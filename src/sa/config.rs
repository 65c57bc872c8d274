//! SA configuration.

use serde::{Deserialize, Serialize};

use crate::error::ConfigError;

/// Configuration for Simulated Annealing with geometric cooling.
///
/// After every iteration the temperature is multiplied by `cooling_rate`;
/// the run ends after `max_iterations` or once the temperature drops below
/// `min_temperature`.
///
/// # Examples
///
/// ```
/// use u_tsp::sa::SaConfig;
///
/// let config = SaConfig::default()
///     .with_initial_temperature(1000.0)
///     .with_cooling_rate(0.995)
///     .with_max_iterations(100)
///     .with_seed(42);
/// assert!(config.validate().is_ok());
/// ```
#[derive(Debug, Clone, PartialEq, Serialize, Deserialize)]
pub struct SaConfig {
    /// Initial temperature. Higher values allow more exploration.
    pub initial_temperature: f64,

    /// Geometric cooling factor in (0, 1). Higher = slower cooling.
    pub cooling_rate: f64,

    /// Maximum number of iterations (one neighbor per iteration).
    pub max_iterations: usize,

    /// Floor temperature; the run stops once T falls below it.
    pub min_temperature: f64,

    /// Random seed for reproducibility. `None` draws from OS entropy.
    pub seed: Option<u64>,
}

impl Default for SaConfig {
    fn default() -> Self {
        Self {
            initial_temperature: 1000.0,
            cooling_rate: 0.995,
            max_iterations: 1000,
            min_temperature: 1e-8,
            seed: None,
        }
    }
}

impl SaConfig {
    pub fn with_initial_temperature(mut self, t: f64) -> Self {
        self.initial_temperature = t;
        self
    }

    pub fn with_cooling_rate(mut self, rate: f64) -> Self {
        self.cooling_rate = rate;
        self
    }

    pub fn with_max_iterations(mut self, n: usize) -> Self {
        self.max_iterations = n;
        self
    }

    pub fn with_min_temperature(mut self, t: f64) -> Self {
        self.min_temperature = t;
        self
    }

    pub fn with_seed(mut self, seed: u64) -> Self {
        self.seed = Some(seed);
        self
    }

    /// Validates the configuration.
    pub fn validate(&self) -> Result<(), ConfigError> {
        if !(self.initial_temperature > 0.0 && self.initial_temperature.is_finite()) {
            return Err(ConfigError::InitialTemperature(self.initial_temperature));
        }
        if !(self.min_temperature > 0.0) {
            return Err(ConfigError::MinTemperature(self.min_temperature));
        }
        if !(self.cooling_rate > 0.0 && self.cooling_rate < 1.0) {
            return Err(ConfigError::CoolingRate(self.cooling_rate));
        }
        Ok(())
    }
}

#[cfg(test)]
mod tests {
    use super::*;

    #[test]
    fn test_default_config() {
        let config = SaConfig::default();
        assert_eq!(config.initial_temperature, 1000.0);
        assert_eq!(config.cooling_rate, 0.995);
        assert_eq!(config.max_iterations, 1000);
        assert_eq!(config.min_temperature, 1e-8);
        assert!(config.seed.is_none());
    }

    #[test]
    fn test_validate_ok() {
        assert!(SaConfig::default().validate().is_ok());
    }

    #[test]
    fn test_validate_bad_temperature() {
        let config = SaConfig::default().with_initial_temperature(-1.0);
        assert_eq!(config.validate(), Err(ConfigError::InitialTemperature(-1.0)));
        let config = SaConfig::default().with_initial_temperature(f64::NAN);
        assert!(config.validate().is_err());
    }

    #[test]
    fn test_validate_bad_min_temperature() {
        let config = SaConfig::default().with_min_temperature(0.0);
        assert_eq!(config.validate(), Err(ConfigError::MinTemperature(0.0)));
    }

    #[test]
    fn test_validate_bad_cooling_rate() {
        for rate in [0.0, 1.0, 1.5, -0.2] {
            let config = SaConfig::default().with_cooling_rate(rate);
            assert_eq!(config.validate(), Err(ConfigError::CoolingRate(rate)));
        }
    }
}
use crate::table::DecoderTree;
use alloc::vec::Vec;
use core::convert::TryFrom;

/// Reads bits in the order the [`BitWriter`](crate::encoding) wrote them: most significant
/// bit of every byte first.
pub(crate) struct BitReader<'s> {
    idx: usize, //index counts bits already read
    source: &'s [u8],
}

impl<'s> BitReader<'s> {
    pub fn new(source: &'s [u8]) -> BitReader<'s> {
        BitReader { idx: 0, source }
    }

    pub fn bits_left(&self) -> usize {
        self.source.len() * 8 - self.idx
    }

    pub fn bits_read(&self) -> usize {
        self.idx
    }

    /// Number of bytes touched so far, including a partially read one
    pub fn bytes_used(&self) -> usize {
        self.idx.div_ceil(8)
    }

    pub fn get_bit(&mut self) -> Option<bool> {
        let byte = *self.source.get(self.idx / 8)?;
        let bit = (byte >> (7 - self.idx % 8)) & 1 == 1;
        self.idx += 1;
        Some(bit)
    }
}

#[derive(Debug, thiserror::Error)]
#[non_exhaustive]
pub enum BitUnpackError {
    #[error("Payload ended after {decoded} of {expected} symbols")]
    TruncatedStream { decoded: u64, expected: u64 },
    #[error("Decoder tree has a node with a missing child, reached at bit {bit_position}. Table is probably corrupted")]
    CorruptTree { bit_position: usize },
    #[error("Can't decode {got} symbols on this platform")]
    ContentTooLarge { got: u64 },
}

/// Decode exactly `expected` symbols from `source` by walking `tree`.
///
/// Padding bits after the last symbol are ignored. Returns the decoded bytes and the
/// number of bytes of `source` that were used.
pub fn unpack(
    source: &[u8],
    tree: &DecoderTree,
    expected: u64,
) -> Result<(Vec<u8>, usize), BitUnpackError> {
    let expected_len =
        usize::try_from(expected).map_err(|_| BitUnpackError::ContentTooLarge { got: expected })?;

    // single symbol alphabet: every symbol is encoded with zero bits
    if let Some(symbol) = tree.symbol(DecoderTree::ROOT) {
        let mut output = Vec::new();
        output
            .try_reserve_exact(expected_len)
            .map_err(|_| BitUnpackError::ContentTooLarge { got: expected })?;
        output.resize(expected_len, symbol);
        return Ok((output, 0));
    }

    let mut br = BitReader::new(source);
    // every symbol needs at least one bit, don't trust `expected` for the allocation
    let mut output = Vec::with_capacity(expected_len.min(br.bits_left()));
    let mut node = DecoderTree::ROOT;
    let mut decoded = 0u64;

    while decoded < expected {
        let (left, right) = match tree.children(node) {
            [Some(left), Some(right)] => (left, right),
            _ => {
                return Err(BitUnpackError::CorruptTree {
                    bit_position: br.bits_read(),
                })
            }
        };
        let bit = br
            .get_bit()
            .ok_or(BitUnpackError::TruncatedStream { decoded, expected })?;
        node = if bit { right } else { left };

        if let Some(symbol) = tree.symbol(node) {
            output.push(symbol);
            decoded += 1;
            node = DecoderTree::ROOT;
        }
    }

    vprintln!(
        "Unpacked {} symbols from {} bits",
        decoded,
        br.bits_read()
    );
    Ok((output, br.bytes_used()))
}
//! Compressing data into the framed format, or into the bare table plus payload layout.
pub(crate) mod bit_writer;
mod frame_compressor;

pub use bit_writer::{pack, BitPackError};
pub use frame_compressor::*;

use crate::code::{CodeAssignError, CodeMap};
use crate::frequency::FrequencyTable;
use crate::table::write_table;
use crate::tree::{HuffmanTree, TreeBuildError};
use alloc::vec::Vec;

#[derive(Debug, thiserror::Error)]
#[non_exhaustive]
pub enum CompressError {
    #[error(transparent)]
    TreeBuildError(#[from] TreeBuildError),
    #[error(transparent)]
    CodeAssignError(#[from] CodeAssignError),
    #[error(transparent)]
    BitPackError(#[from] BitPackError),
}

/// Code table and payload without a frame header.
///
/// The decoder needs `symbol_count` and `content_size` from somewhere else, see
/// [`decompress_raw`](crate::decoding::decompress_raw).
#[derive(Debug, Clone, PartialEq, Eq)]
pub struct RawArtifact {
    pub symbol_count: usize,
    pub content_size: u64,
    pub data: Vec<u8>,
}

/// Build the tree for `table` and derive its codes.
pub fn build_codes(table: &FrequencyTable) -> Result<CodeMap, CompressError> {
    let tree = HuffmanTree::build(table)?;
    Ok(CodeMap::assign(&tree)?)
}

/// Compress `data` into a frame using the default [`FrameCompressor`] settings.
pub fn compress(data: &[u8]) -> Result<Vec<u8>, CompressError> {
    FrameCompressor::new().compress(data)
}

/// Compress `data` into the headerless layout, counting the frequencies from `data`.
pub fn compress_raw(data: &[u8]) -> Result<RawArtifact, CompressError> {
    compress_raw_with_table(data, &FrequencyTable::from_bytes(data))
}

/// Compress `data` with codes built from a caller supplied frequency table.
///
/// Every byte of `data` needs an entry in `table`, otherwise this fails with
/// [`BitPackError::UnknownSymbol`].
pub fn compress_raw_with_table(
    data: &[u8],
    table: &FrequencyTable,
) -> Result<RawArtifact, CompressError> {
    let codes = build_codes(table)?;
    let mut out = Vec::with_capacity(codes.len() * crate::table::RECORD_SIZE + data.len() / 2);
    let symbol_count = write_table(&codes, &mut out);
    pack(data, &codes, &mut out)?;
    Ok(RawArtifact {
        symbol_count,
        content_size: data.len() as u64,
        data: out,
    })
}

* * *

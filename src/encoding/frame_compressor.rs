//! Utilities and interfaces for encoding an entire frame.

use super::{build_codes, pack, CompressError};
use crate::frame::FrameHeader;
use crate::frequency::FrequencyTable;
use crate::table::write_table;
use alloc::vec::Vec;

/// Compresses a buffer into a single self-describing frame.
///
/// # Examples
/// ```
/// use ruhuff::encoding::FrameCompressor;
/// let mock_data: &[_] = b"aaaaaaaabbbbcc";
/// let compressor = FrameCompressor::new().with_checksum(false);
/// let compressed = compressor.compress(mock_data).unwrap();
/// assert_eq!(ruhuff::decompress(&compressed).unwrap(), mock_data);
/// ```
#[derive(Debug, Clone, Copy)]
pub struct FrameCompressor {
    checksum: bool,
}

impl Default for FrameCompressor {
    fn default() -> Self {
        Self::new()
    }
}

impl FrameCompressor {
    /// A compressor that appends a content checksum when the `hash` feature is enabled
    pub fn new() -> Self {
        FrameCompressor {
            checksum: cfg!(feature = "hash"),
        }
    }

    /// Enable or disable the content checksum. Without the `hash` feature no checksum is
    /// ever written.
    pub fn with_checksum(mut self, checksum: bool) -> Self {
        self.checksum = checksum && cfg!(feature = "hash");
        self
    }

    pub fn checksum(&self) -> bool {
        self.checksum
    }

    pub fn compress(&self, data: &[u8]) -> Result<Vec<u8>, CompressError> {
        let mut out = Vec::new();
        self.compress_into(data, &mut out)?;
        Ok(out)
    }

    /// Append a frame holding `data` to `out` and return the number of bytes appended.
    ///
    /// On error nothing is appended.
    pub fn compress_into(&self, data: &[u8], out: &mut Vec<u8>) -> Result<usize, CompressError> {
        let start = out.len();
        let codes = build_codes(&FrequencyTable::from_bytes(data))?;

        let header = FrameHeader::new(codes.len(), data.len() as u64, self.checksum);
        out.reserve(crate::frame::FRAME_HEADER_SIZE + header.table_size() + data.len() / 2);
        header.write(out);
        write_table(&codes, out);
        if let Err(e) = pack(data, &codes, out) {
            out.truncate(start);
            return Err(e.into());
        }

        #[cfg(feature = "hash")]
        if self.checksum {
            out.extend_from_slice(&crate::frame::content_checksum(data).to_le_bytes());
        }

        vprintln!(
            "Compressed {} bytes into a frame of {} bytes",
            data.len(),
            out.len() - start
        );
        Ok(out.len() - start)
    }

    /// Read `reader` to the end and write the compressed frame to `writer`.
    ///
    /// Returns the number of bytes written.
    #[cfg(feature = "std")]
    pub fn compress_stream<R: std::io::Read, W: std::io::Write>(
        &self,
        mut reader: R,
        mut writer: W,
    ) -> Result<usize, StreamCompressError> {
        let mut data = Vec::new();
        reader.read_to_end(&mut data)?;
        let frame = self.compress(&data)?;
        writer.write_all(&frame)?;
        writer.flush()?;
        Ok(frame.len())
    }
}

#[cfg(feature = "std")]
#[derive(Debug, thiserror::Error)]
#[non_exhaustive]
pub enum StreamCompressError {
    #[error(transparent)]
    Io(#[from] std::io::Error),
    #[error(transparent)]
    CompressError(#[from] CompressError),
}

#### Directions:
Only a number is wanted: how many lines of the material above hold "Result"?

#### Reply:
9